For all of us experienced in social media with the concepts of sharing and open dialog deeply rooted in our ethos, this comparison probably doesn’t mean as much as it could for folks who don’t engage in social computing. I’m simply looking for ways we can all help explain some of these concepts to our overworked managers and VPs.
(Heh, ‘social computing’. That’s a nod to the corporate interpretation of social media – or it is in some ways. Mostly they like to say “collaboration” because its more professional sounding. I find it interesting that the moment the word ‘social’ is dropped, the reaction tends to be “we don’t pay people to socialize!”. Never mind that work itself is an accepted social construct designed to make labor for wage a palatable and productive arrangement. But I digress.)
Anyway, sometimes the easiest way to help people understand a concept is to compare it to something they already know or can intuitively envision. That’s where the Goodwill Ambassador comes in. In the social media sphere, we’ve developed the Community Manager (a role which perversely doesn’t “manage” anything) who is tasked with engaging customers. Nither the community or the conversations within require management of any sort. Rather they require participation. That participation has several aspects, ones that are quite familiar to people from any generation.

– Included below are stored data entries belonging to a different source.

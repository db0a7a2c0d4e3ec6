//! Purchase panel: title, price, color/size pickers, quantity, and buy buttons.

use leptos::prelude::*;
use storefront::engine::PageEvent;

use crate::state::page::{PageState, dispatch};
use crate::util::dom;

/// An exclusive radio group for one variant axis.
#[component]
fn ChoiceFieldset(
    name: String,
    legend: &'static str,
    options: Vec<String>,
    selected: Signal<String>,
    on_choose: Callback<String>,
) -> impl IntoView {
    view! {
        <fieldset class="choice">
            <legend>{legend}</legend>
            {options
                .into_iter()
                .map(|option| {
                    let checked_value = option.clone();
                    let chosen_value = option.clone();
                    let name = name.clone();
                    view! {
                        <label class="choice__option">
                            <input
                                type="radio"
                                name=name
                                value=option.clone()
                                prop:checked=move || selected.get() == checked_value
                                on:change=move |_| on_choose.run(chosen_value.clone())
                            />
                            <span>{option}</span>
                        </label>
                    }
                })
                .collect::<Vec<_>>()}
        </fieldset>
    }
}

/// Buy box next to the gallery.
///
/// "Buy now" adds to the cart exactly like "Add to cart"; there is no
/// separate checkout flow.
#[component]
pub fn BuyBox() -> impl IntoView {
    let page = expect_context::<RwSignal<PageState>>();

    let (title, price) = page.with_untracked(|p| (p.config().title.clone(), p.config().price.to_string()));
    let (color_group, color_options, size_group, size_options) = page.with_untracked(|p| {
        let variants = p.variants();
        (
            variants.color.name().to_owned(),
            variants.color.options().to_vec(),
            variants.size.name().to_owned(),
            variants.size.options().to_vec(),
        )
    });

    let color = Signal::derive(move || page.with(|p| p.variants().color().to_owned()));
    let size = Signal::derive(move || page.with(|p| p.variants().size().to_owned()));
    let qty = move || page.with(|p| p.qty().to_string());

    let on_color = Callback::new(move |value: String| {
        dispatch(page, PageEvent::ColorChosen(value));
    });
    let on_size = Callback::new(move |value: String| {
        dispatch(page, PageEvent::SizeChosen(value));
    });

    view! {
        <section class="buy-box">
            <h1 class="buy-box__title">{title}</h1>
            <p class="buy-box__price">{price}</p>
            <ChoiceFieldset name=color_group legend="Color" options=color_options selected=color on_choose=on_color/>
            <ChoiceFieldset name=size_group legend="Size" options=size_options selected=size on_choose=on_size/>
            <div class="buy-box__qty">
                <button
                    id="decQty"
                    class="btn ghost"
                    aria-label="Decrease quantity"
                    on:click=move |_| {
                        dispatch(page, PageEvent::DecQty);
                    }
                >
                    "\u{2212}"
                </button>
                <input
                    id="qty"
                    type="number"
                    min="1"
                    max="10"
                    aria-label="Quantity"
                    prop:value=qty
                    on:change=move |ev| {
                        dispatch(page, PageEvent::QtyInput(event_target_value(&ev)));
                    }
                />
                <button
                    id="incQty"
                    class="btn ghost"
                    aria-label="Increase quantity"
                    on:click=move |_| {
                        dispatch(page, PageEvent::IncQty);
                    }
                >
                    "+"
                </button>
            </div>
            <div class="buy-box__actions">
                <button
                    id="addToCart"
                    class="btn"
                    on:click=move |_| {
                        dispatch(page, PageEvent::AddToCart { active: dom::active_element_id() });
                    }
                >
                    "Add to cart"
                </button>
                <button
                    id="buyNow"
                    class="btn ghost"
                    on:click=move |_| {
                        dispatch(page, PageEvent::BuyNow { active: dom::active_element_id() });
                    }
                >
                    "Buy now"
                </button>
            </div>
        </section>
    }
}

A goodwill ambassador brings a smile and cheer, they answer questions and facilitate getting answers. They often bring a sense of calm and reason, that you’ll be heard and understood. The concept of a goodwill ambassador is easy to digest and brings folks initially apposed to funding such a role as Community Manager around to a realistic perspective and frame of reference. For today, we have a need of these people who bridge the gaps between marketing and customer service, bringing personality and a voice to the organizations they represent.
Are you ready to share some goodwill with your customers?